(Records shown Opens)

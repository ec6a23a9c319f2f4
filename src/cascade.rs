//! The transport controller: fate selection, dispatch to the final-state
//! generators, retries, and commit of the remnant.

use crate::absorption;
use crate::angular::AngleSampler;
use crate::bank::HadronBank;
use crate::config::TransportConfig;
use crate::context::GeneratorContext;
use crate::elastic;
use crate::error::{EscapeReason, GenerateError, KinematicsError};
use crate::fast_rng::EventRng;
use crate::fate::{select_fate, Fate};
use crate::fate_table::FateFractions;
use crate::inelastic;
use crate::nuclear_model::NuclearModel;
use crate::particle::{FinalState, FinalStateParticle, Hadron, ParticleStatus};
use crate::pion_production;
use crate::record::EventRecord;
use crate::remnant::{Nucleus, RemnantNucleus};
use rand::Rng;
use rayon::prelude::*;
use tracing::{debug, info, warn};

/// How a transport step ended.
#[derive(Debug, Clone, PartialEq)]
pub enum Outcome {
    /// A final state was generated and the remnant updated.
    Interacted,
    /// The hadron left the nucleus unchanged.
    Escaped(EscapeReason),
    /// Every attempt failed recoverably; the hadron left the nucleus unchanged.
    GaveUp {
        attempts: u32,
        last_error: Option<KinematicsError>,
    },
}

/// Result of [`HadronTransport::select_and_generate`].
#[derive(Debug, Clone, PartialEq)]
pub struct Interaction {
    /// Fate of the last attempt.
    pub fate: Fate,
    pub outcome: Outcome,
    /// Particles to append to the event record, parented to the hadron.
    pub descendants: Vec<FinalStateParticle>,
    pub attempts: u32,
}

impl Interaction {
    pub fn interacted(&self) -> bool {
        self.outcome == Outcome::Interacted
    }
}

/// One cascade: the event record, the final remnant and the fate and
/// outcome of every transport step in processing order.
#[derive(Debug, Clone, PartialEq)]
pub struct EventSummary {
    pub record: EventRecord,
    pub remnant: RemnantNucleus,
    pub steps: Vec<(Fate, Outcome)>,
}

/// Hadron-nucleus transport for one event.
///
/// The engine owns the remnant nucleus. Each hadron handed to
/// [`select_and_generate`](Self::select_and_generate) is finalized in a
/// single call; the remnant only changes when a final state is generated
/// successfully.
#[derive(Debug, Clone)]
pub struct HadronTransport<F, A, N> {
    config: TransportConfig,
    target: Nucleus,
    remnant: RemnantNucleus,
    fractions: F,
    angles: A,
    nuclear_model: N,
    probe_kinetic_energy: Option<f64>,
}

impl<F, A, N> HadronTransport<F, A, N>
where
    F: FateFractions,
    A: AngleSampler,
    N: NuclearModel,
{
    pub fn new(
        target: Nucleus,
        config: TransportConfig,
        fractions: F,
        angles: A,
        nuclear_model: N,
    ) -> Self {
        Self {
            config,
            target,
            remnant: RemnantNucleus::from_target(&target),
            fractions,
            angles,
            nuclear_model,
            probe_kinetic_energy: None,
        }
    }

    /// Bound two-body outgoing kinetic energies by the probe's kinetic energy (GeV).
    pub fn with_probe_energy(mut self, kinetic_energy: f64) -> Self {
        self.probe_kinetic_energy = Some(kinetic_energy);
        self
    }

    pub fn remnant(&self) -> &RemnantNucleus {
        &self.remnant
    }

    pub fn target(&self) -> &Nucleus {
        &self.target
    }

    pub fn config(&self) -> &TransportConfig {
        &self.config
    }

    pub fn select_fate<R: Rng + ?Sized>(&self, hadron: &Hadron, rng: &mut R) -> Fate {
        select_fate(
            hadron.species,
            hadron.kinetic_energy_mev(),
            &self.fractions,
            self.config.max_fate_iterations,
            rng,
        )
    }

    fn context(&self) -> GeneratorContext<'_, A, N> {
        GeneratorContext {
            config: &self.config,
            target: &self.target,
            angles: &self.angles,
            nuclear_model: &self.nuclear_model,
            energy_ceiling: self.probe_kinetic_energy,
        }
    }

    /// Generate a final state for `fate` against the current remnant.
    ///
    /// Nothing is committed; the returned [`FinalState`] carries the remnant
    /// as it would be afterwards.
    pub fn generate<R: Rng + ?Sized>(
        &self,
        hadron: &Hadron,
        fate: Fate,
        rng: &mut R,
    ) -> Result<FinalState, GenerateError> {
        let ctx = self.context();
        match fate {
            Fate::Elastic => elastic::generate(&ctx, hadron, &self.remnant, rng),
            Fate::ChargeExchange | Fate::Inelastic => {
                inelastic::generate(&ctx, hadron, fate, &self.remnant, rng)
            }
            Fate::Absorption => absorption::generate(&ctx, hadron, &self.remnant, rng),
            Fate::PionProduction => pion_production::generate(&ctx, hadron, &self.remnant, rng),
            Fate::Undefined => Err(EscapeReason::UndefinedFate.into()),
        }
    }

    /// Finalize `hadron`: select a fate and generate its final state.
    ///
    /// A recoverable failure starts over with a fresh fate selection, up to
    /// `max_kinematics_attempts` times. A terminal failure, or running out of
    /// attempts, lets the hadron leave unchanged as a stable particle.
    pub fn select_and_generate<R: Rng + ?Sized>(
        &mut self,
        hadron: &Hadron,
        rng: &mut R,
    ) -> Interaction {
        let max_attempts = self.config.max_kinematics_attempts;
        let mut fate = Fate::Undefined;
        let mut last_error = None;

        for attempt in 1..=max_attempts {
            fate = self.select_fate(hadron, rng);
            debug!(species = %hadron.species, %fate, attempt, "fate selected");

            match self.generate(hadron, fate, rng) {
                Ok(final_state) => {
                    self.remnant = final_state.remnant;
                    return Interaction {
                        fate,
                        outcome: Outcome::Interacted,
                        descendants: final_state.particles,
                        attempts: attempt,
                    };
                }
                Err(GenerateError::Terminal(reason)) => {
                    debug!(species = %hadron.species, %fate, %reason, "hadron escapes");
                    return escape(hadron, fate, Outcome::Escaped(reason), attempt);
                }
                Err(GenerateError::Recoverable(err)) => {
                    debug!(
                        species = %hadron.species,
                        %fate,
                        %err,
                        attempt,
                        "kinematics failed, retrying"
                    );
                    last_error = Some(err);
                }
            }
        }

        warn!(
            species = %hadron.species,
            kinetic_energy = hadron.kinetic_energy(),
            max_attempts,
            "giving up on hadron"
        );
        escape(
            hadron,
            fate,
            Outcome::GaveUp {
                attempts: max_attempts,
                last_error,
            },
            max_attempts,
        )
    }

    /// Transport `primary` and every descendant left inside the nucleus.
    pub fn run_event<R: Rng + ?Sized>(&mut self, primary: Hadron, rng: &mut R) -> EventSummary {
        let mut record = EventRecord::new();
        let mut bank = HadronBank::new();
        let mut steps = Vec::new();

        let index = record.append_hadron(&primary, None);
        bank.push(index, primary);

        while let Some((index, hadron)) = bank.pop() {
            let interaction = self.select_and_generate(&hadron, rng);
            debug!(queued = bank.len(), "hadron finalized");
            let indices = record.append_descendants(Some(index), &interaction.descendants);
            for (particle, idx) in interaction.descendants.iter().zip(indices) {
                if particle.status == ParticleStatus::HadronInNucleus {
                    bank.push(idx, particle.to_hadron());
                }
            }
            steps.push((interaction.fate, interaction.outcome));
        }

        EventSummary {
            record,
            remnant: self.remnant,
            steps,
        }
    }
}

fn escape(hadron: &Hadron, fate: Fate, outcome: Outcome, attempts: u32) -> Interaction {
    Interaction {
        fate,
        outcome,
        descendants: vec![FinalStateParticle::stable(
            hadron.species,
            hadron.momentum,
            hadron.vertex,
        )],
        attempts,
    }
}

/// Run `events` independent cascades of `primary` on `target` in parallel.
///
/// Event `i` draws from `EventRng::for_event(seed, i)`, so results do not
/// depend on thread scheduling.
#[allow(clippy::too_many_arguments)]
pub fn simulate_events<F, A, N>(
    target: Nucleus,
    config: &TransportConfig,
    fractions: &F,
    angles: &A,
    nuclear_model: &N,
    primary: &Hadron,
    seed: u64,
    events: u64,
) -> Vec<EventSummary>
where
    F: FateFractions + Sync,
    A: AngleSampler + Sync,
    N: NuclearModel + Sync,
{
    info!(
        projectile = %primary.species,
        kinetic_energy = primary.kinetic_energy(),
        a = target.a,
        z = target.z,
        events,
        "simulating events"
    );
    let summaries: Vec<EventSummary> = (0..events)
        .into_par_iter()
        .map(|index| {
            let mut rng = EventRng::for_event(seed, index);
            let mut engine =
                HadronTransport::new(target, config.clone(), fractions, angles, nuclear_model)
                    .with_probe_energy(primary.kinetic_energy());
            engine.run_event(primary.clone(), &mut rng)
        })
        .collect();
    info!(events = summaries.len(), "simulation finished");
    summaries
}
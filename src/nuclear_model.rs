use crate::config::TransportConfig;
use crate::remnant::Nucleus;
use crate::species::Species;
use nalgebra::Vector3;
use rand::Rng;
use rand_distr::{Distribution, UnitSphere};

/// Source of Fermi momenta for nucleons bound in a nucleus.
pub trait NuclearModel {
    /// Three-momentum (GeV) of a bound nucleon of the given species.
    fn sample_momentum<R: Rng + ?Sized>(
        &self,
        target: &Nucleus,
        nucleon: Species,
        rng: &mut R,
    ) -> Vector3<f64>;
}

impl<T: NuclearModel + ?Sized> NuclearModel for &T {
    fn sample_momentum<R: Rng + ?Sized>(
        &self,
        target: &Nucleus,
        nucleon: Species,
        rng: &mut R,
    ) -> Vector3<f64> {
        (**self).sample_momentum(target, nucleon, rng)
    }
}

/// Uniformly filled Fermi sphere of radius `fermi_momentum`.
#[derive(Debug, Clone, Copy, PartialEq)]
pub struct FermiGas {
    pub fermi_momentum: f64,
}

impl FermiGas {
    pub fn new(fermi_momentum: f64) -> Self {
        Self { fermi_momentum }
    }

    /// Fermi sphere with the radius set in `config`.
    pub fn from_config(config: &TransportConfig) -> Self {
        Self::new(config.fermi_momentum)
    }
}

impl From<&TransportConfig> for FermiGas {
    fn from(config: &TransportConfig) -> Self {
        Self::from_config(config)
    }
}

impl Default for FermiGas {
    fn default() -> Self {
        Self::from_config(&TransportConfig::default())
    }
}

impl NuclearModel for FermiGas {
    fn sample_momentum<R: Rng + ?Sized>(
        &self,
        _target: &Nucleus,
        _nucleon: Species,
        rng: &mut R,
    ) -> Vector3<f64> {
        // |p|^2 dp weighting inside the sphere
        let magnitude = self.fermi_momentum * rng.gen::<f64>().cbrt();
        let direction: [f64; 3] = UnitSphere.sample(rng);
        Vector3::from(direction) * magnitude
    }
}

#[cfg(test)]
mod tests {
    use super::*;
    use rand::rngs::StdRng;
    use rand::SeedableRng;

    #[test]
    fn test_momenta_inside_fermi_sphere() {
        let model = FermiGas::new(0.221);
        let c12 = Nucleus::new(12, 6).unwrap();
        let mut rng = StdRng::seed_from_u64(8);
        let mut mean = Vector3::zeros();
        for _ in 0..10_000 {
            let p = model.sample_momentum(&c12, Species::Proton, &mut rng);
            assert!(p.norm() <= 0.221 + 1e-12);
            mean += p;
        }
        assert!((mean / 10_000.0).norm() < 0.01);
    }

    #[test]
    fn test_radius_follows_config() {
        let config = TransportConfig {
            fermi_momentum: 0.221,
            ..TransportConfig::default()
        };
        assert_eq!(FermiGas::from_config(&config), FermiGas::new(0.221));
        assert_eq!(FermiGas::from(&TransportConfig::default()), FermiGas::default());
    }
}
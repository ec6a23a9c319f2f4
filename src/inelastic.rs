//! Quasi-elastic knockout and charge exchange on a single bound nucleon.

use crate::angular::{AngleSampler, ScatterChannel};
use crate::context::GeneratorContext;
use crate::data::MEV_PER_GEV;
use crate::error::{EscapeReason, GenerateError, KinematicsError};
use crate::fate::Fate;
use crate::kinematics::two_body;
use crate::nuclear_model::NuclearModel;
use crate::particle::{FinalState, FinalStateParticle, Hadron};
use crate::remnant::RemnantNucleus;
use crate::species::Species;
use rand::Rng;
use tracing::debug;

use Species::*;

/// Hadron-nucleon channel: `projectile + struck -> scattered + recoil`.
#[derive(Debug, Clone, Copy, PartialEq, Eq)]
pub struct NucleonChannel {
    pub projectile: Species,
    pub struck: Species,
    pub scattered: Species,
    pub recoil: Species,
}

const fn channel(
    projectile: Species,
    struck: Species,
    scattered: Species,
    recoil: Species,
) -> NucleonChannel {
    NucleonChannel {
        projectile,
        struck,
        scattered,
        recoil,
    }
}

/// Isospin-allowed charge-exchange reactions.
pub const CHARGE_EXCHANGE: [NucleonChannel; 6] = [
    channel(PiPlus, Neutron, PiZero, Proton),
    channel(PiMinus, Proton, PiZero, Neutron),
    channel(PiZero, Proton, PiPlus, Neutron),
    channel(PiZero, Neutron, PiMinus, Proton),
    channel(Proton, Neutron, Neutron, Proton),
    channel(Neutron, Proton, Proton, Neutron),
];

/// Draw the nucleon species struck at random in a nucleus with proton fraction `f`.
pub fn sample_struck_nucleon<R: Rng + ?Sized>(proton_fraction: f64, rng: &mut R) -> Species {
    if rng.gen::<f64>() <= proton_fraction {
        Proton
    } else {
        Neutron
    }
}

/// Choose the final-state channel for a charge-exchange or inelastic fate.
///
/// Charge exchange follows [`CHARGE_EXCHANGE`]; when a projectile has a
/// channel on each nucleon the struck nucleon is chosen by the remnant's
/// proton fraction. Inelastic scattering keeps the projectile and struck
/// species.
pub fn select_channel<R: Rng + ?Sized>(
    projectile: Species,
    fate: Fate,
    proton_fraction: f64,
    rng: &mut R,
) -> Option<NucleonChannel> {
    match fate {
        Fate::ChargeExchange => {
            let candidates: Vec<&NucleonChannel> = CHARGE_EXCHANGE
                .iter()
                .filter(|c| c.projectile == projectile)
                .collect();
            match candidates.as_slice() {
                [] => None,
                [only] => Some(**only),
                _ => {
                    let struck = sample_struck_nucleon(proton_fraction, rng);
                    candidates.into_iter().find(|c| c.struck == struck).copied()
                }
            }
        }
        Fate::Inelastic => {
            let struck = sample_struck_nucleon(proton_fraction, rng);
            Some(channel(projectile, struck, projectile, struck))
        }
        _ => None,
    }
}

pub(crate) fn generate<A, N, R>(
    ctx: &GeneratorContext<'_, A, N>,
    hadron: &Hadron,
    fate: Fate,
    remnant: &RemnantNucleus,
    rng: &mut R,
) -> Result<FinalState, GenerateError>
where
    A: AngleSampler,
    N: NuclearModel,
    R: Rng + ?Sized,
{
    if remnant.a() < 1 {
        return Err(EscapeReason::InsufficientNucleons {
            required: 1,
            available: remnant.a(),
        }
        .into());
    }

    let ch = select_channel(hadron.species, fate, remnant.proton_fraction(), rng)
        .ok_or(EscapeReason::UnsupportedChannel)?;

    if !remnant.has(ch.struck) {
        return Err(EscapeReason::InsufficientNucleons {
            required: 1,
            available: remnant.count(ch.struck),
        }
        .into());
    }
    let struck_charge = ch.struck.charge();
    if remnant.z() < struck_charge {
        return Err(EscapeReason::ChargeInfeasible.into());
    }

    let target = ctx.struck_nucleon(ch.struck, rng);
    let projectile = &hadron.momentum;
    let mp = hadron.species.mass();
    let mt = ch.struck.mass();

    // lab kinetic energy of an equivalent collision on a nucleon at rest
    let s = (*projectile + target).mass2();
    let equivalent_kinetic = (s - mt * mt - mp * mp) / (2.0 * mt) - mp;

    let angle_channel = ScatterChannel {
        projectile: ch.projectile,
        struck: ch.struck,
        scattered: ch.scattered,
        fate,
    };
    let cos_theta =
        ctx.angles
            .sample_cos_theta(&angle_channel, equivalent_kinetic * MEV_PER_GEV, rng);
    if !(-1.0..=1.0).contains(&cos_theta) {
        return Err(KinematicsError::UnphysicalAngle(cos_theta).into());
    }

    let fs = two_body(
        ch.scattered.mass(),
        ch.recoil.mass(),
        projectile,
        &target,
        cos_theta,
        0.0,
        rng,
    )?;

    let q_value = (mp + mt - ch.scattered.mass() - ch.recoil.mass()).max(0.0);
    let available = (projectile.e - mp) + (target.e - mt) + q_value;
    ctx.check_energy_ceiling(
        &[(ch.scattered, &fs.first), (ch.recoil, &fs.second)],
        available,
    )?;

    let remnant = remnant.with_changes(-1, -struck_charge, fs.recoil - target)?;
    debug!(
        projectile = %ch.projectile,
        struck = %ch.struck,
        scattered = %ch.scattered,
        %fate,
        "nucleon knockout"
    );

    Ok(FinalState {
        remnant,
        particles: vec![
            FinalStateParticle::stable(ch.scattered, fs.first, hadron.vertex),
            FinalStateParticle::stable(ch.recoil, fs.second, hadron.vertex),
        ],
    })
}

#[cfg(test)]
mod tests {
    use super::*;
    use crate::context::fixtures::Setup;
    use crate::kinematics::FourMomentum;
    use crate::test_support::ScriptedRng;
    use nalgebra::Vector3;
    use rand::rngs::StdRng;
    use rand::SeedableRng;

    fn hadron(species: Species, kinetic: f64) -> Hadron {
        Hadron::with_kinetic_energy(species, kinetic, &Vector3::new(0.1, 0.0, 1.0), [0.0; 4])
    }

    #[test]
    fn test_charge_exchange_channels_conserve_charge() {
        for c in CHARGE_EXCHANGE {
            assert_eq!(
                c.projectile.charge() + c.struck.charge(),
                c.scattered.charge() + c.recoil.charge()
            );
            assert_eq!(
                c.projectile.baryon_number() + c.struck.baryon_number(),
                c.scattered.baryon_number() + c.recoil.baryon_number()
            );
        }
    }

    #[test]
    fn test_neutral_pion_struck_nucleon_follows_proton_fraction() {
        let mut rng = ScriptedRng::new(&[0.2, 0.8]);
        let on_proton = select_channel(PiZero, Fate::ChargeExchange, 0.5, &mut rng).unwrap();
        assert_eq!((on_proton.struck, on_proton.scattered), (Proton, PiPlus));
        let on_neutron = select_channel(PiZero, Fate::ChargeExchange, 0.5, &mut rng).unwrap();
        assert_eq!((on_neutron.struck, on_neutron.scattered), (Neutron, PiMinus));
    }

    #[test]
    fn test_channel_selection_edge_cases() {
        let mut rng = StdRng::seed_from_u64(1);
        assert_eq!(select_channel(KPlus, Fate::ChargeExchange, 0.5, &mut rng), None);
        assert_eq!(select_channel(PiPlus, Fate::Elastic, 0.5, &mut rng), None);
        let inel = select_channel(KMinus, Fate::Inelastic, 1.0, &mut rng).unwrap();
        assert_eq!(inel, channel(KMinus, Proton, KMinus, Proton));
    }

    #[test]
    fn test_knockout_conserves_everything() {
        let setup = Setup::new(16, 8);
        let ctx = setup.ctx();
        let remnant = RemnantNucleus::from_target(&setup.target);
        let mut rng = StdRng::seed_from_u64(17);
        for (species, fate) in [
            (PiPlus, Fate::ChargeExchange),
            (PiMinus, Fate::Inelastic),
            (Neutron, Fate::ChargeExchange),
            (KPlus, Fate::Inelastic),
        ] {
            let h = hadron(species, 0.3);
            let fs = generate(&ctx, &h, fate, &remnant, &mut rng).unwrap();
            let p_out = fs.particles.iter().map(|p| p.momentum).sum::<FourMomentum>()
                + *fs.remnant.momentum();
            assert!(p_out.approx_eq(&(h.momentum + *remnant.momentum()), 1e-6));

            let q_out =
                fs.particles.iter().map(|p| p.species.charge()).sum::<i32>() + fs.remnant.z();
            assert_eq!(q_out, species.charge() + remnant.z());
            let b_out = fs.particles.iter().map(|p| p.species.baryon_number()).sum::<i32>()
                + fs.remnant.a();
            assert_eq!(b_out, species.baryon_number() + remnant.a());
        }
    }

    #[test]
    fn test_missing_struck_nucleon_is_terminal() {
        let setup = Setup::new(12, 6);
        // pi- charge exchange needs a proton
        let neutrons_only = RemnantNucleus::new(2, 0, FourMomentum::at_rest(1.88)).unwrap();
        let mut rng = StdRng::seed_from_u64(3);
        let pion = hadron(PiMinus, 0.2);
        let err = generate(&setup.ctx(), &pion, Fate::ChargeExchange, &neutrons_only, &mut rng)
            .unwrap_err();
        assert!(matches!(
            err,
            GenerateError::Terminal(EscapeReason::InsufficientNucleons { .. })
        ));
    }

    #[test]
    fn test_energy_ceiling_is_recoverable() {
        let setup = Setup::new(12, 6);
        let mut ctx = setup.ctx();
        ctx.energy_ceiling = Some(0.0);
        let remnant = RemnantNucleus::from_target(&setup.target);
        let mut rng = StdRng::seed_from_u64(3);
        let proton = hadron(Proton, 0.5);
        let err = generate(&ctx, &proton, Fate::Inelastic, &remnant, &mut rng).unwrap_err();
        assert!(matches!(
            err,
            GenerateError::Recoverable(KinematicsError::EnergyBound { .. })
        ));
    }
}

(Records shown Closes)

• **Aim of the task**
The expected result is every line above containing the string "nalgebra".

• **Exercise output**
use nalgebra::Vector3;
    use nalgebra::Vector3;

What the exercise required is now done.